D’où pourrait jaillir, enfin, cette énergie qui permit jadis à Haïti d’être le premier pays à conquérir de haute lutte son indépendance ? Peut-être faut-il méditer cette supplique que le poète franco-haïtien René Depestre adressa à son peuple en 2004 : « Contrairement à l’idéologie de la Révolution française, que les droits de l’homme et du citoyen, le code civil, la civilité démocratique, la souveraineté populaire, la laïcité […] permutèrent en valeurs républicaines, notre négritude jacobine s’empêtra dans les pires excès de la violence politique pour rien. Deux siècles après, nous n’arrivons pas à nous déprendre d’une idéologie régressive et déréalisante dont la fonction religieuse [« intégriste » avant la lettre ?] tient notre destin enfermé dans la seule logique délétère de la violence. » Tout l’héritage politique de la libération d’Haïti s’est ainsi fossilisé dans une figure tragiquement légendaire : cette première république noire des Temps modernes, berceau de la négritude, qui a continué, jusqu’au « prophétisme » défaillant du président Aristide, à conditionner négativement l’idée que les Haïtiens se font d’eux-mêmes.
Tout est dit. Cette frénésie d’une nation orgueilleuse, seule et désemparée. Cette société que la peur du vide projette dans une fuite en avant faite de vindicte et de violence. Pourtant, les Haïtiens ont su, à plusieurs reprises, sortir des ténèbres. On l’a vu en 2003 lorsqu’Aristide tenta de faire assassiner le recteur d’une université. Malgré les actes d’intimidation des Organisations populaires (OP), des milliers d’étudiants, de militants sociaux, de mères de famille se levèrent pour s’opposer aux milices. La société civile revendiqua le droit à la démocratie. Un collectif, le « Groupe des 184 », lança une réflexion sur un « nouveau contrat social ».

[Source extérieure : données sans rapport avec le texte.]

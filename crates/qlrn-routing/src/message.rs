//! Control message encoding
//!
//! Control messages travel as UDP payloads on [`qlrn_core::CONTROL_PORT`].
//! Each message is one type-tag byte followed by a postcard-encoded body:
//!
//! | Tag | Message |
//! |-----|---------|
//! | 1 | [`Hello`] |
//! | 2 | [`HelloAck`] |
//!
//! Both bodies carry an optional `cost`, the sender's learned score for
//! the link. Route selection consumes it; nothing here interprets it.

use std::net::Ipv4Addr;
use std::time::Duration;

use bytes::{BufMut, Bytes, BytesMut};
use qlrn_core::ProtocolError;
use serde::{Deserialize, Serialize};

/// Control message type tag
#[derive(Debug, Clone, Copy, PartialEq, Eq, Hash)]
#[repr(u8)]
pub enum MessageType {
    Hello = 1,
    HelloAck = 2,
}

impl TryFrom<u8> for MessageType {
    type Error = ProtocolError;

    fn try_from(tag: u8) -> Result<Self, Self::Error> {
        match tag {
            1 => Ok(Self::Hello),
            2 => Ok(Self::HelloAck),
            other => Err(ProtocolError::UnknownMessageType(other)),
        }
    }
}

/// Neighbor announcement, broadcast with TTL 1
#[derive(Debug, Clone, PartialEq, Eq, Serialize, Deserialize)]
pub struct Hello {
    /// Sender's interface address
    pub origin: Ipv4Addr,
    /// Sender's own sequence number
    pub seq_no: u32,
    /// How long receivers should consider the sender a neighbor
    pub lifetime_ms: u32,
    /// Whether receivers should answer with a [`HelloAck`]
    pub ack_requested: bool,
    /// Sender's learned cost for this link
    pub cost: Option<u32>,
}

impl Hello {
    /// Advertised neighbor lifetime
    pub fn lifetime(&self) -> Duration {
        Duration::from_millis(u64::from(self.lifetime_ms))
    }
}

/// Unicast answer to a [`Hello`], proving the link works both ways
#[derive(Debug, Clone, PartialEq, Eq, Serialize, Deserialize)]
pub struct HelloAck {
    /// Acknowledging node's interface address
    pub origin: Ipv4Addr,
    /// Sequence number of the hello being acknowledged
    pub seq_no: u32,
    /// Acknowledging node's learned cost for this link
    pub cost: Option<u32>,
}

/// A decoded control message
#[derive(Debug, Clone, PartialEq, Eq)]
pub enum ControlMessage {
    Hello(Hello),
    HelloAck(HelloAck),
}

impl ControlMessage {
    /// Type tag of this message
    pub fn message_type(&self) -> MessageType {
        match self {
            Self::Hello(_) => MessageType::Hello,
            Self::HelloAck(_) => MessageType::HelloAck,
        }
    }

    /// Originating address carried in the body
    pub fn origin(&self) -> Ipv4Addr {
        match self {
            Self::Hello(hello) => hello.origin,
            Self::HelloAck(ack) => ack.origin,
        }
    }

    /// Encode to wire format
    pub fn encode(&self) -> Result<Bytes, ProtocolError> {
        let body = match self {
            Self::Hello(hello) => postcard::to_allocvec(hello),
            Self::HelloAck(ack) => postcard::to_allocvec(ack),
        }
        .map_err(|e| ProtocolError::InvalidMessageFormat(e.to_string()))?;

        let mut buf = BytesMut::with_capacity(1 + body.len());
        buf.put_u8(self.message_type() as u8);
        buf.put_slice(&body);
        Ok(buf.freeze())
    }

    /// Decode from wire format
    pub fn decode(bytes: &[u8]) -> Result<Self, ProtocolError> {
        let (&tag, body) = bytes.split_first().ok_or(ProtocolError::EmptyMessage)?;
        let invalid = |e: postcard::Error| ProtocolError::InvalidMessageFormat(e.to_string());
        match MessageType::try_from(tag)? {
            MessageType::Hello => postcard::from_bytes(body).map(Self::Hello).map_err(invalid),
            MessageType::HelloAck => postcard::from_bytes(body)
                .map(Self::HelloAck)
                .map_err(invalid),
        }
    }
}

#[cfg(test)]
mod tests {
    use super::*;

    fn make_hello() -> Hello {
        Hello {
            origin: Ipv4Addr::new(10, 0, 0, 1),
            seq_no: 7,
            lifetime_ms: 4000,
            ack_requested: true,
            cost: Some(12),
        }
    }

    #[test]
    fn test_tag_byte_leads() {
        let bytes = ControlMessage::Hello(make_hello()).encode().unwrap();
        assert_eq!(bytes[0], MessageType::Hello as u8);

        let ack = ControlMessage::HelloAck(HelloAck {
            origin: Ipv4Addr::new(10, 0, 0, 2),
            seq_no: 7,
            cost: None,
        });
        let bytes = ack.encode().unwrap();
        assert_eq!(bytes[0], MessageType::HelloAck as u8);
        assert_eq!(ControlMessage::decode(&bytes).unwrap(), ack);
    }

    #[test]
    fn test_hello_fields_survive() {
        let bytes = ControlMessage::Hello(make_hello()).encode().unwrap();
        let ControlMessage::Hello(hello) = ControlMessage::decode(&bytes).unwrap() else {
            panic!("expected hello");
        };
        assert_eq!(hello.lifetime(), Duration::from_secs(4));
        assert_eq!(hello.cost, Some(12));
        assert!(hello.ack_requested);
    }

    #[test]
    fn test_decode_errors() {
        assert!(matches!(
            ControlMessage::decode(&[]),
            Err(ProtocolError::EmptyMessage)
        ));
        assert!(matches!(
            ControlMessage::decode(&[9, 0, 0]),
            Err(ProtocolError::UnknownMessageType(9))
        ));
        assert!(matches!(
            ControlMessage::decode(&[1, 10]),
            Err(ProtocolError::InvalidMessageFormat(_))
        ));
    }
}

Mais ce combat pour la liberté, ce sont les artistes et les intellectuels qui l’incarnent le mieux. Comme Magali Comeau-Denis, une comédienne de 44 ans nommée ministre de la Culture. « Arrêtons de nous raconter des histoires, lance-t-elle. Nous avons besoin d’élites, donc d’éducation. Le créole est notre langue, mais c’est le français qui nous sauvera. C’est notre seconde langue nationale et nous devons l’encourager. L’anglo-américain, ce n’est pas notre tasse de thé, il ne véhicule pas nos valeurs, ne porte pas notre culture dans le monde. » Une déclaration qui a dû combler d’aise Abdou Diouf, le secrétaire général de l’Organisation internationale de la Francophonie, venu en Haïti le 20 mars pour la Journée de la Francophonie. La ministre a eu beau jeu d’affirmer que c’est à l’université que tout se joue. Les meilleurs élèves poussent – au mieux – jusqu’à la licence : ils partent ensuite pour le Canada, parfois pour la France, mais les bourses sont rares et le Quai d’Orsay se montre moins généreux qu’Ottawa. Seule l’Agence universitaire de la Francophonie les aide à s’orienter et met à leur disposition un campus numérique performant.
Après le départ d’Aristide, Magali Comeau-Denis avait, avec l’écrivain Lyonel Trouillot, fondé le collectif « Non ». Comme le prouvent tant d’initiatives de ce genre, le pays peut compter sur des hommes et des femmes de caractère qui se dressent contre la déliquescence nationale. C’est là tout le paradoxe d’Haïti : nimbée de poudre et de lumière, le pays a oublié que ce mélange est explosif et qu’il rend aveugle.